## WORK TO COMPLETE
From the material below, copy out each line with the word "more" in it.

## INFORMATION SHOWN
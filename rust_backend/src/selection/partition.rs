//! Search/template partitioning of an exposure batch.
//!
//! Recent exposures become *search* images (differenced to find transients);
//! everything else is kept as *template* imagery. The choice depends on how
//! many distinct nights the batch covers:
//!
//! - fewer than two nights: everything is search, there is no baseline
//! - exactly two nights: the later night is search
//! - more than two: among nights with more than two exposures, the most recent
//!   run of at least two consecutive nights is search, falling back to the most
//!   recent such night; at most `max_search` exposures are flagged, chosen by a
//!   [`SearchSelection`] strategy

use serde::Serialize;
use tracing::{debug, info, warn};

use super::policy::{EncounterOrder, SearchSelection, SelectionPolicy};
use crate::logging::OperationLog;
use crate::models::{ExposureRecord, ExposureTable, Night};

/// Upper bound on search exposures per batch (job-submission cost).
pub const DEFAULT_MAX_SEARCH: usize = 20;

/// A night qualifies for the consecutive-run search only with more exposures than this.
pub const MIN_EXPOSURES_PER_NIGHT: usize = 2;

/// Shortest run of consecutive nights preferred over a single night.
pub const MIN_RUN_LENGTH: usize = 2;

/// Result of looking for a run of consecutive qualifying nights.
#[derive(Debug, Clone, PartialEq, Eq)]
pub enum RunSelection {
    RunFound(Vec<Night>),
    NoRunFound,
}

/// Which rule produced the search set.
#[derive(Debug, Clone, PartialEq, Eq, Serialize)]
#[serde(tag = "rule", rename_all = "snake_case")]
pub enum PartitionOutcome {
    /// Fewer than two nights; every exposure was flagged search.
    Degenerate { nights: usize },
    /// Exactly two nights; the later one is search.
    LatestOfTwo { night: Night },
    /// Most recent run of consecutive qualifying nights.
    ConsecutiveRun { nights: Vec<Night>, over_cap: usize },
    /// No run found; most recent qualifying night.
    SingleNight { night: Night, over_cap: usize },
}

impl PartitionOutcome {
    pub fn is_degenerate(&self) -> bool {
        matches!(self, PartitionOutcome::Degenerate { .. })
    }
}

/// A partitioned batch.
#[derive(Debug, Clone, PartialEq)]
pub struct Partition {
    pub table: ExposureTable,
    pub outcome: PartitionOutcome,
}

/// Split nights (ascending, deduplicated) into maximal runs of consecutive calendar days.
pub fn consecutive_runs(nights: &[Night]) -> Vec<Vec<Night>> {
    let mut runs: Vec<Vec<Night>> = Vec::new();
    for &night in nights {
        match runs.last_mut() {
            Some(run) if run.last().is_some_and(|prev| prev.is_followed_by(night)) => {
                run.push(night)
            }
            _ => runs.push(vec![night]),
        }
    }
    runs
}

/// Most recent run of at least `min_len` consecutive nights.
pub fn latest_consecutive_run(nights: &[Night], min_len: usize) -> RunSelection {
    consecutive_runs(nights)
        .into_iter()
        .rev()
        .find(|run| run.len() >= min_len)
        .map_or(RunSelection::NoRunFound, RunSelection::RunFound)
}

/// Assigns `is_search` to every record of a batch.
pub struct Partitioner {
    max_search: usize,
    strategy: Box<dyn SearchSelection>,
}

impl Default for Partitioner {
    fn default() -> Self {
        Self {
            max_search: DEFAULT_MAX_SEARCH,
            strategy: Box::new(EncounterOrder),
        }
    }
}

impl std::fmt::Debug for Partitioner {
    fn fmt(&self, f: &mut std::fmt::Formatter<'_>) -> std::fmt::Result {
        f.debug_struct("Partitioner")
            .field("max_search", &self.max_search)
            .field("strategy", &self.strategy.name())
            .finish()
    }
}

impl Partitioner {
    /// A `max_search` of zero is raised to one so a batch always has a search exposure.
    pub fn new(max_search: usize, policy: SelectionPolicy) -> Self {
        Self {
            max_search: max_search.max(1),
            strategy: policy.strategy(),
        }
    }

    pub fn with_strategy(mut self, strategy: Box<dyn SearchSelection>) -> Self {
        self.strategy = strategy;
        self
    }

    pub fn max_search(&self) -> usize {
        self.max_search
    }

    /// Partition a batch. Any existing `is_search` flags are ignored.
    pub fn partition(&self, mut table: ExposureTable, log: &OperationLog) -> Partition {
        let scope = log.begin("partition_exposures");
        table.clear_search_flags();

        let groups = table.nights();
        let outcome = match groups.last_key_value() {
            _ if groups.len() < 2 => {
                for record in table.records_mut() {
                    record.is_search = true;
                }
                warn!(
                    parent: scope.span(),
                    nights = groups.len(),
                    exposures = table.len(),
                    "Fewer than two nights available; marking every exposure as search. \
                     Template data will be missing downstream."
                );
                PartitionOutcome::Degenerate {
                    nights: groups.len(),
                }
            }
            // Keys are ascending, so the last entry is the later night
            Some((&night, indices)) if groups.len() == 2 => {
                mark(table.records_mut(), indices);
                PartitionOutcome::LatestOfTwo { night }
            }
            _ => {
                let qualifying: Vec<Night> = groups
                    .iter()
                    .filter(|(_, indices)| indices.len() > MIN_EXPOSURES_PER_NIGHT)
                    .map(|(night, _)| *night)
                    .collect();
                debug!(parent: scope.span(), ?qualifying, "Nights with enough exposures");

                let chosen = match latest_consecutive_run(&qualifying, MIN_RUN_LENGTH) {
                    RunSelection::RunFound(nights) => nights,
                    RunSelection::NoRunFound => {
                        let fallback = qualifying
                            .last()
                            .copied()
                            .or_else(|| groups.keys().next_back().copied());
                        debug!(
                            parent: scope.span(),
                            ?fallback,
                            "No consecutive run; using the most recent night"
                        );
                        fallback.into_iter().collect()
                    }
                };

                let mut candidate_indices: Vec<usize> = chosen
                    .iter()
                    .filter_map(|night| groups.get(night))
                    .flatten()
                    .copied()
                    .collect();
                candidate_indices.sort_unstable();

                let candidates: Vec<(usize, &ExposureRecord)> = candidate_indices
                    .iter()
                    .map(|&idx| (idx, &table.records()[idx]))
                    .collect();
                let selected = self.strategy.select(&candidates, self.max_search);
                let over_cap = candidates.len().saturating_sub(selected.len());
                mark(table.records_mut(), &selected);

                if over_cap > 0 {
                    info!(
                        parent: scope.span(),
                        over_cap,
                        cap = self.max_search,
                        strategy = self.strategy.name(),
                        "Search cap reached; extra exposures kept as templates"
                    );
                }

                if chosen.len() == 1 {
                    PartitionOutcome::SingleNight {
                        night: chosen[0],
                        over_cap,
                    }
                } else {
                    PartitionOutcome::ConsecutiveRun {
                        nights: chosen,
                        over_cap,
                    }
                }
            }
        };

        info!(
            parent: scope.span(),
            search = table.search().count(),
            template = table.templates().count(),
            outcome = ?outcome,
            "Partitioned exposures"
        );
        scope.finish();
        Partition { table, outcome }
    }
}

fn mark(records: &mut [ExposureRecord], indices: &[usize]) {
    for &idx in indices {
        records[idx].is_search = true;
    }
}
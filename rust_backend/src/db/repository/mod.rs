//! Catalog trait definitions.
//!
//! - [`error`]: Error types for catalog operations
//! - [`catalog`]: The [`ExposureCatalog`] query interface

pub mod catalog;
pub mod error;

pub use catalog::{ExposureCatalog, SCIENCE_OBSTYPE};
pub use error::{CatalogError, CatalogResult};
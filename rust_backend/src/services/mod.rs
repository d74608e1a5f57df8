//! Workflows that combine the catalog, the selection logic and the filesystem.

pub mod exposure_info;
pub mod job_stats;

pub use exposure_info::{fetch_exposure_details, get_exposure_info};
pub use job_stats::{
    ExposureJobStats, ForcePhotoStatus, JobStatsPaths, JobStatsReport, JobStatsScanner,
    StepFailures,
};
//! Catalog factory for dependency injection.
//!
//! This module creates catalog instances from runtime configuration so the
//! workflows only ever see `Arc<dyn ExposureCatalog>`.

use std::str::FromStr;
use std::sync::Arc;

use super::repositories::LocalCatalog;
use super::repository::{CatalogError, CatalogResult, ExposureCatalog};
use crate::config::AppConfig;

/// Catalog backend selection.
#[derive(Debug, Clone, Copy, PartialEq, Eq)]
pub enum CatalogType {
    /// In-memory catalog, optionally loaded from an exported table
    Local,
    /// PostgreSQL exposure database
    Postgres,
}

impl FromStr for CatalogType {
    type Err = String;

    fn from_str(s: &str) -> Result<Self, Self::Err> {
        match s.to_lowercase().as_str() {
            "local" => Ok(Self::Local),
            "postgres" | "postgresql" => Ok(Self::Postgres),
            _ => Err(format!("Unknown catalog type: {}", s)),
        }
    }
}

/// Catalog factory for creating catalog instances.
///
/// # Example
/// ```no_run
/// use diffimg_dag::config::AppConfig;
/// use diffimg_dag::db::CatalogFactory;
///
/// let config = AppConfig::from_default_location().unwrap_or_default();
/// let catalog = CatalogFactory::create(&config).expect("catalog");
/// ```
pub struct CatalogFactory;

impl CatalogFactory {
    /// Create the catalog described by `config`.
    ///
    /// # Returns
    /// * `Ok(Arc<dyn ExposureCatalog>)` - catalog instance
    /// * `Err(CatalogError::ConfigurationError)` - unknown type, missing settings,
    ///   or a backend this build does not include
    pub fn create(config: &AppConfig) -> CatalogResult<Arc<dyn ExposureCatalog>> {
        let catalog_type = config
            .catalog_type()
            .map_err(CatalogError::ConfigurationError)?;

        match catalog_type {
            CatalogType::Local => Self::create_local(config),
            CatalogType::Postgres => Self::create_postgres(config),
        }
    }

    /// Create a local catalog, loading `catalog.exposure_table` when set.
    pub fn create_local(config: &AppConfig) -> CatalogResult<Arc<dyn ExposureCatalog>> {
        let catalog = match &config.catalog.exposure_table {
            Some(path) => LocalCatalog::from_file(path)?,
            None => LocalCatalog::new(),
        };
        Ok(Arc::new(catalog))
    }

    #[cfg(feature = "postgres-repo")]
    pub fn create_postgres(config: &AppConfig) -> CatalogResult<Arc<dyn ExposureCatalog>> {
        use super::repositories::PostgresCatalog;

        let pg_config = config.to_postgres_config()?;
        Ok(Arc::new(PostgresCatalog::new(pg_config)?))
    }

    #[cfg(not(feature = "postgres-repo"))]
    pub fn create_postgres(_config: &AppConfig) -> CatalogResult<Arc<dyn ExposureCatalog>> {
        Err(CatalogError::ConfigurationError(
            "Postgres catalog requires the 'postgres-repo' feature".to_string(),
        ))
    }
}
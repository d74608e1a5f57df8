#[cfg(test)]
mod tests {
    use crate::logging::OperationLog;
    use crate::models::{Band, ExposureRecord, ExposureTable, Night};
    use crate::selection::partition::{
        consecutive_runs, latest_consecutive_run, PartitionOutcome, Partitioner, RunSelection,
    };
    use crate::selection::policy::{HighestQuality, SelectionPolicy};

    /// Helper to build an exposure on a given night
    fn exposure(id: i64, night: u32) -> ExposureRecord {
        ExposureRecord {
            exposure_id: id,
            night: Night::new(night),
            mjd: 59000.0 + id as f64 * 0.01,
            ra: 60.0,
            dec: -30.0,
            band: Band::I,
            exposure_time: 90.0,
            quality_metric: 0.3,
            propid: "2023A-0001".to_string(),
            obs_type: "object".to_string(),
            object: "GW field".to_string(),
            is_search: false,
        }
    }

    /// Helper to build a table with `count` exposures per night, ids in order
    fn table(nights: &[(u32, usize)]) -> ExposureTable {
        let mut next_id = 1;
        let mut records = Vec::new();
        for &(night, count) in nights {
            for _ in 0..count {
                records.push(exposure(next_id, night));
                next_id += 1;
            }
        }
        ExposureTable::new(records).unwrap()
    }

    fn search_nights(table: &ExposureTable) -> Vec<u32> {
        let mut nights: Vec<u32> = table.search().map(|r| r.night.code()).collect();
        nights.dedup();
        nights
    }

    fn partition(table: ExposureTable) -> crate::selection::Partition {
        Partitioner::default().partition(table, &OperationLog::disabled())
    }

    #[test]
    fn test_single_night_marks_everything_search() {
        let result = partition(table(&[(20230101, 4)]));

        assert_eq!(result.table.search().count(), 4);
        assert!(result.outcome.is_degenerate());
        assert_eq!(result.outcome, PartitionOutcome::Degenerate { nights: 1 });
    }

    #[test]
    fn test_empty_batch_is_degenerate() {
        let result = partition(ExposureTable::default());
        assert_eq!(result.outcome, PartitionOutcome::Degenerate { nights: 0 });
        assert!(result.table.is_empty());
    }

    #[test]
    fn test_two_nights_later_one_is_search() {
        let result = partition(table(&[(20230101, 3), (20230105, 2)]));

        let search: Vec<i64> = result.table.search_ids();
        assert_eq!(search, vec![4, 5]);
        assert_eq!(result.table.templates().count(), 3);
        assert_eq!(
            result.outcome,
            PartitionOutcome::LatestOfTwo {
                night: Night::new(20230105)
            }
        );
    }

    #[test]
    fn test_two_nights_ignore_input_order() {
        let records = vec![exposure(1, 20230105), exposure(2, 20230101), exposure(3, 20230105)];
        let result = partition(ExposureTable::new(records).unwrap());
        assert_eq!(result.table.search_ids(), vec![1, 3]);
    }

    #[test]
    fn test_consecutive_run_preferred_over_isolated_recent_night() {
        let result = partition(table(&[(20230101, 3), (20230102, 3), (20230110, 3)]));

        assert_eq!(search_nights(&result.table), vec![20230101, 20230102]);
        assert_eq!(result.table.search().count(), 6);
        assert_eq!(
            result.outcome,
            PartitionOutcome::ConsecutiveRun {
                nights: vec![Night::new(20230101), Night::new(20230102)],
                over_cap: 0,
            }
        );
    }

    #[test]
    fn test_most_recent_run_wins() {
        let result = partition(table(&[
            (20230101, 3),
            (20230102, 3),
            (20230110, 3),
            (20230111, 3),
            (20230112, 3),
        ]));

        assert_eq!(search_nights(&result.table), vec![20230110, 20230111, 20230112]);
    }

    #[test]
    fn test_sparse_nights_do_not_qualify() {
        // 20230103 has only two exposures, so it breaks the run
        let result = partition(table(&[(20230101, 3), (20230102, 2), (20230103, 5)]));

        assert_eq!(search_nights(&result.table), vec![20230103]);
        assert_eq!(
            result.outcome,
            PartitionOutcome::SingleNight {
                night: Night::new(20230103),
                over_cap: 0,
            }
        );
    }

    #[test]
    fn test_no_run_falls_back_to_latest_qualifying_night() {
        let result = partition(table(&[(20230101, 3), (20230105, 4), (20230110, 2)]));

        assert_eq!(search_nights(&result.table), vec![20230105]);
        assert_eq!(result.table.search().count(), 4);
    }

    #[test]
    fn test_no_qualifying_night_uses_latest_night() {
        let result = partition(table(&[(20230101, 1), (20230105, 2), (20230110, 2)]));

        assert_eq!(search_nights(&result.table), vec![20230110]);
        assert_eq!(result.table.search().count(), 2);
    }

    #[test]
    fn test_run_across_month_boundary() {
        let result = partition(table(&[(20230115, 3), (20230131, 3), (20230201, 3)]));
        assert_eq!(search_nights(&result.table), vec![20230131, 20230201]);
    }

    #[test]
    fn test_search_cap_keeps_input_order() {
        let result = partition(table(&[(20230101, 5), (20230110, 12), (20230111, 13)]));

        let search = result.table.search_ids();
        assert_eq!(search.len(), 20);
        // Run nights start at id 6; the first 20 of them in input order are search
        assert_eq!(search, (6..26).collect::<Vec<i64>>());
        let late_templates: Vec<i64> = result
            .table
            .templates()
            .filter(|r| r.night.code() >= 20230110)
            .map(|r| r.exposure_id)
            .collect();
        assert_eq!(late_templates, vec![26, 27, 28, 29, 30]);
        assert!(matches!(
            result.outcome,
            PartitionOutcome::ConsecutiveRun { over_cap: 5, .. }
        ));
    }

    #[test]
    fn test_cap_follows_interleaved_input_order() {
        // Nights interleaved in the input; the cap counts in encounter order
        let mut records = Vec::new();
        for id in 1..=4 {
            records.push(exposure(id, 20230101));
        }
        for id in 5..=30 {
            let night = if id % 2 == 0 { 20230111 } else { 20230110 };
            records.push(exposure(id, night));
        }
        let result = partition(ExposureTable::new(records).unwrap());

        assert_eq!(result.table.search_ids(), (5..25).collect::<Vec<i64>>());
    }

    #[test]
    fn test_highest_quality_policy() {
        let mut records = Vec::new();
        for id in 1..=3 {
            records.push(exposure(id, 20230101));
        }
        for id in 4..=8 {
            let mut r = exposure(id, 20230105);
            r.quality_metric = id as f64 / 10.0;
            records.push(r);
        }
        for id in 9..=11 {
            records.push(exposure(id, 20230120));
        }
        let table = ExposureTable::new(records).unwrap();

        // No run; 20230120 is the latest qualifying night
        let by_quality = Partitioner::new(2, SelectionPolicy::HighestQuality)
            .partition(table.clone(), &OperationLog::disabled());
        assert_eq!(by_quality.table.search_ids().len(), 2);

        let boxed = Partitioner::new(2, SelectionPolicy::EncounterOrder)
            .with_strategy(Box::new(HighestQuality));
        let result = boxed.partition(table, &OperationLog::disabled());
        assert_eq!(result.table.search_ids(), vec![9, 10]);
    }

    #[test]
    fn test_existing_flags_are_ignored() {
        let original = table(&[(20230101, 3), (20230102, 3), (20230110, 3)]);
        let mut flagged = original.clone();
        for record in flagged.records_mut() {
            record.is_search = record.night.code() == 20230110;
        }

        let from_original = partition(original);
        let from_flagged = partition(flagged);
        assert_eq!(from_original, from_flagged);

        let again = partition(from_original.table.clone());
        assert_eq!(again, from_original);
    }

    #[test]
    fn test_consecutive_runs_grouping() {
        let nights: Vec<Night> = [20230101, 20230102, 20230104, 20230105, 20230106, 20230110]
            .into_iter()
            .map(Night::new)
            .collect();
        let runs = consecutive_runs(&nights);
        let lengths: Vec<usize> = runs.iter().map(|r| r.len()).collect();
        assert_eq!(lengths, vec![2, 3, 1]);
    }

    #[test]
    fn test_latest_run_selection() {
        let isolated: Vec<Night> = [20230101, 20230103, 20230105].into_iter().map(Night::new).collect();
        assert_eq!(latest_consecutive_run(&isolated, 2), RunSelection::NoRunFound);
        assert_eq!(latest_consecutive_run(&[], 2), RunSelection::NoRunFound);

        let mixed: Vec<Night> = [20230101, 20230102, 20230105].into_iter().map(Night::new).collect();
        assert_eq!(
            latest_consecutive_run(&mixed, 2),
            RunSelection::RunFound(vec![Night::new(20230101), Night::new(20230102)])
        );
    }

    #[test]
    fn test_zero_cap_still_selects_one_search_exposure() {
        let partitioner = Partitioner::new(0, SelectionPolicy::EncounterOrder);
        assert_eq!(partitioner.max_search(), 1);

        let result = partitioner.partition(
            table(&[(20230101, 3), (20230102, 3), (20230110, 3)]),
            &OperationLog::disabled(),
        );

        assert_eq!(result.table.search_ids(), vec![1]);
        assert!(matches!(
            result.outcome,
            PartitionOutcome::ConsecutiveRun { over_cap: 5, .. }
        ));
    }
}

## OUTPUT OF THE TASK
//! - more than two: among nights with more than two exposures, the most recent
/// A night qualifies for the consecutive-run search only with more exposures than this.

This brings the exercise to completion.